Figure 2.23 shows the optical power of a lens necessary to correct for the chromatic aberration of the eye. When the various wavelengths pass through the correcting lens, the optics will have the same power as the eye’s optics at 578nm. The two sets of measurements agree well with one another and are similar to what would be expected if the eye were simply a bowl of water. The smooth curve through the data is a curve used by Thibos et al. (1992) to predict the data.

An alternative method of representing the axial chromatic aberration of the eye is to plot the modulation transfer function at different wavelengths. The two surface plots in Figure 2.24 shows the modulation transfer function at a series of wavelengths. The plots show the same data, but seen from different points of view so that you can see around the hill. The calculation in the figure is based on an eye with a pupil diameter of 3.0mm, the same chromatic aberration as the human eye, and in perfect focus except for diffraction at 580nm.

Figure 2.24 OTF of Chromatic Aberration

Figure 2.24 OTF of Chromatic Aberration: Two views of the modulation transfer function of a model eye at various wavelengths. The model eye has the same chromatic aberration as the human eye (see Figure 2.23) and a 3.0mm pupil diameter. The eye is in focus at 580nm; the curve at 580nm is diffraction limited. The retinal image has no contrast beyond four cycles per degree at short wavelengths.(From Marimont and Wandell, 1993).

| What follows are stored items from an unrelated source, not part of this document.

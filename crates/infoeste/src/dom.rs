//! Typed view of the course listing markup.
//!
//! Both the validator and the extractor work on [`ListingSnapshot`], never on
//! live DOM nodes. A snapshot is produced either inside the browser by
//! [`snapshot_script`] or offline from saved HTML by [`ListingSnapshot::from_html`];
//! the two adapters walk the markup identically.
//!
//! Expected shape:
//!
//! ```text
//! #listaHorarios
//!   > li                      one group per item
//!       .tituloDoTipo         group title
//!       table > tbody > tr    header row, date rows (opening th), course rows (td)
//! ```

use scraper::{ElementRef, Html, Selector};
use serde::{Deserialize, Serialize};
use std::sync::LazyLock;

/// Root listing container.
pub const LISTING_SELECTOR: &str = "#listaHorarios";
/// Title marker inside each group.
pub const TITLE_SELECTOR: &str = ".tituloDoTipo";

// Static selectors for parsing - compiled once
static LISTING: LazyLock<Selector> = LazyLock::new(|| Selector::parse(LISTING_SELECTOR).unwrap());
static TITLE: LazyLock<Selector> = LazyLock::new(|| Selector::parse(TITLE_SELECTOR).unwrap());
static TABLE: LazyLock<Selector> = LazyLock::new(|| Selector::parse("table").unwrap());
static TBODY: LazyLock<Selector> = LazyLock::new(|| Selector::parse("tbody").unwrap());
static ROW: LazyLock<Selector> = LazyLock::new(|| Selector::parse("tr").unwrap());
static HEADER_CELL: LazyLock<Selector> = LazyLock::new(|| Selector::parse("th").unwrap());
static DATA_CELL: LazyLock<Selector> = LazyLock::new(|| Selector::parse("td").unwrap());
static LINK: LazyLock<Selector> = LazyLock::new(|| Selector::parse("a").unwrap());

/// All groups found under the listing container, in document order.
#[derive(Debug, Clone, Default, PartialEq, Eq, Serialize, Deserialize)]
pub struct ListingSnapshot {
    pub groups: Vec<GroupNode>,
}

/// One `li` of the listing.
#[derive(Debug, Clone, Default, PartialEq, Eq, Serialize, Deserialize)]
pub struct GroupNode {
    /// Text of the title marker; `None` when the marker is missing
    pub title: Option<String>,
    pub table: Option<TableNode>,
}

#[derive(Debug, Clone, Default, PartialEq, Eq, Serialize, Deserialize)]
pub struct TableNode {
    /// Rows of the table body; `None` when the table has no `tbody`
    pub body: Option<Vec<RowNode>>,
}

/// A table row as ordered cell texts.
#[derive(Debug, Clone, Default, PartialEq, Eq, Serialize, Deserialize)]
pub struct RowNode {
    /// Texts of the `th` cells. Empty unless the row's first element is a
    /// `th`, so a `th` further along never turns a course row into a header.
    #[serde(default)]
    pub headers: Vec<String>,
    /// The `td` cells
    #[serde(default)]
    pub cells: Vec<CellNode>,
}

#[derive(Debug, Clone, Default, PartialEq, Eq, Serialize, Deserialize)]
pub struct CellNode {
    pub text: String,
    /// Text of the first link inside the cell, if any
    pub link: Option<String>,
}

impl RowNode {
    pub fn first_header(&self) -> Option<&str> {
        self.headers.first().map(String::as_str)
    }
}

impl ListingSnapshot {
    /// Builds a snapshot from a saved copy of the listing page.
    ///
    /// Returns `None` when the listing container is absent.
    pub fn from_html(html: &str) -> Option<Self> {
        let document = Html::parse_document(html);
        let root = document.select(&LISTING).next()?;

        let groups = root
            .children()
            .filter_map(ElementRef::wrap)
            .filter(|el| el.value().name() == "li")
            .map(|li| parse_group(&li))
            .collect();

        Some(Self { groups })
    }

    pub fn row_count(&self) -> usize {
        self.groups
            .iter()
            .filter_map(|g| g.table.as_ref())
            .filter_map(|t| t.body.as_ref())
            .map(Vec::len)
            .sum()
    }
}

fn text_of(el: &ElementRef) -> String {
    el.text().collect::<String>().trim().to_string()
}

fn parse_group(li: &ElementRef) -> GroupNode {
    let title = li.select(&TITLE).next().map(|el| text_of(&el));
    let table = li.select(&TABLE).next().map(|table| TableNode {
        body: table
            .select(&TBODY)
            .next()
            .map(|tbody| tbody.select(&ROW).map(|tr| parse_row(&tr)).collect()),
    });

    GroupNode { title, table }
}

fn parse_row(tr: &ElementRef) -> RowNode {
    let opens_with_header = tr
        .children()
        .filter_map(ElementRef::wrap)
        .next()
        .is_some_and(|el| el.value().name() == "th");

    RowNode {
        headers: if opens_with_header {
            tr.select(&HEADER_CELL).map(|th| text_of(&th)).collect()
        } else {
            Vec::new()
        },
        cells: tr
            .select(&DATA_CELL)
            .map(|td| CellNode {
                text: text_of(&td),
                link: td.select(&LINK).next().map(|a| text_of(&a)),
            })
            .collect(),
    }
}

/// JavaScript that serializes the listing of the live page into the same
/// shape as [`ListingSnapshot`]. Evaluates to a JSON string (`"null"` when
/// the container is missing) that decodes as `Option<ListingSnapshot>`.
///
/// When `frame_selector` is given the listing is read from that frame's
/// document, otherwise from the top-level document.
pub fn snapshot_script(frame_selector: Option<&str>) -> String {
    // serde_json string encoding doubles as JS string-literal quoting
    let frame = frame_selector
        .map(|s| serde_json::Value::from(s).to_string())
        .unwrap_or_else(|| "null".to_string());
    let listing = serde_json::Value::from(LISTING_SELECTOR).to_string();
    let title = serde_json::Value::from(TITLE_SELECTOR).to_string();

    format!(
        r#"(() => {{
    const frameSelector = {frame};
    let doc = document;
    if (frameSelector !== null) {{
        const frame = document.querySelector(frameSelector);
        if (!frame || !frame.contentDocument) {{
            throw new Error('frame ' + frameSelector + ' is not accessible');
        }}
        doc = frame.contentDocument;
    }}
    const root = doc.querySelector({listing});
    if (!root) {{
        return JSON.stringify(null);
    }}
    const text = (el) => (el && el.textContent ? el.textContent.trim() : '');
    const groups = Array.from(root.children)
        .filter((el) => el.tagName === 'LI')
        .map((li) => {{
            const titleEl = li.querySelector({title});
            const table = li.querySelector('table');
            let tableNode = null;
            if (table) {{
                const tbody = table.querySelector('tbody');
                tableNode = {{
                    body: tbody
                        ? Array.from(tbody.querySelectorAll('tr')).map((tr) => ({{
                              headers:
                                  tr.firstElementChild && tr.firstElementChild.tagName === 'TH'
                                      ? Array.from(tr.querySelectorAll('th')).map(text)
                                      : [],
                              cells: Array.from(tr.querySelectorAll('td')).map((td) => {{
                                  const a = td.querySelector('a');
                                  return {{ text: text(td), link: a ? text(a) : null }};
                              }}),
                          }}))
                        : null,
                }};
            }}
            return {{ title: titleEl ? text(titleEl) : null, table: tableNode }};
        }});
    return JSON.stringify({{ groups }});
}})()"#
    )
}


#[cfg(test)]
mod tests {
    use super::fixtures::LISTING_PAGE;
    use super::*;

    #[test]
    fn test_from_html_builds_groups_in_order() {
        let snapshot = ListingSnapshot::from_html(LISTING_PAGE).unwrap();
        let titles: Vec<_> = snapshot
            .groups
            .iter()
            .map(|g| g.title.clone().unwrap())
            .collect();

        assert_eq!(titles, vec!["Oficinas", "Palestras"]);
        assert_eq!(snapshot.row_count(), 3 + 5);
    }

    #[test]
    fn test_from_html_captures_cells_and_links() {
        let snapshot = ListingSnapshot::from_html(LISTING_PAGE).unwrap();
        let rows = snapshot.groups[0]
            .table
            .as_ref()
            .and_then(|t| t.body.as_ref())
            .unwrap();

        assert_eq!(rows[0].headers.len(), 4);
        assert_eq!(rows[1].first_header(), Some("01/12/2025 - Segunda-feira"));

        let course = &rows[2];
        assert!(course.headers.is_empty());
        assert_eq!(course.cells.len(), 4);
        assert_eq!(course.cells[0].link.as_deref(), Some("( 10 ) -   Robotics"));
        assert_eq!(course.cells[1].text, "14:00 às 16:00");
        assert_eq!(course.cells[3].link, None);
    }

    #[test]
    fn test_trailing_header_cell_keeps_row_a_course() {
        let html = r#"<ul id="listaHorarios"><li><table><tbody>
            <tr><td><a>(9) - Late</a></td><th>01/12/2025</th><td>08:00 às 09:00</td><td>5</td><td>1</td></tr>
            <tr>
              <th>02/12/2025 - Terça-feira</th>
            </tr>
        </tbody></table></li></ul>"#;
        let snapshot = ListingSnapshot::from_html(html).unwrap();
        let rows = snapshot.groups[0]
            .table
            .as_ref()
            .and_then(|t| t.body.as_ref())
            .unwrap();

        assert_eq!(rows[0].first_header(), None);
        assert_eq!(rows[0].cells.len(), 4);
        // Whitespace before the first cell does not count as an element
        assert_eq!(rows[1].first_header(), Some("02/12/2025 - Terça-feira"));
    }

    #[test]
    fn test_from_html_without_listing() {
        assert_eq!(ListingSnapshot::from_html("<html><body></body></html>"), None);
    }

    #[test]
    fn test_group_without_title_or_table() {
        let html = r#"<ul id="listaHorarios"><li><p>nothing here</p></li></ul>"#;
        let snapshot = ListingSnapshot::from_html(html).unwrap();

        assert_eq!(snapshot.groups, vec![GroupNode::default()]);
    }

    #[test]
    fn test_decode_snapshot_matches_script_output_shape() {
        let raw = r#"{"groups":[{"title":"Oficinas","table":{"body":[
            {"headers":["01/12/2025 - Segunda-feira"],"cells":[]},
            {"headers":[],"cells":[{"text":"(10) - Robotics","link":"(10) - Robotics"}]}
        ]}}]}"#;

        let snapshot: Option<ListingSnapshot> = serde_json::from_str(raw).unwrap();
        let snapshot = snapshot.unwrap();
        assert_eq!(snapshot.groups.len(), 1);
        assert_eq!(snapshot.row_count(), 2);

        let missing: Option<ListingSnapshot> = serde_json::from_str("null").unwrap();
        assert_eq!(missing, None);
    }

    #[test]
    fn test_snapshot_script_quotes_selectors() {
        let script = snapshot_script(Some("#iframeAtividades"));
        assert!(script.contains(r##"const frameSelector = "#iframeAtividades";"##));
        assert!(script.contains(r##"doc.querySelector("#listaHorarios")"##));

        assert!(script.contains("tr.firstElementChild.tagName === 'TH'"));

        let top_level = snapshot_script(None);
        assert!(top_level.contains("const frameSelector = null;"));
    }
}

The retinal image contains very poor spatial information at wavelengths that are far from the best plane of focus. By accommodation, the human eye can place any wavelength into good focus, but it is impossible to focus all wavelengths simultaneously 5.

5 A possible method of improving the spatial resolution of the eye to different wavelengths of light is to place the different classes of photoreceptors in slightly different image planes. Ahnelt et al. (1987) and Curcio et al. (1991) have observed that the short-wavelength photoreceptors have a slightly different shape and length from the middle- and long-wavelength photoreceptors. In principle, this difference could play a role to compensate for the chromatic aberration of the eye. But, the difference is very small, and it is unlikely that it plays any significant role in correcting for axial chromatic aberration.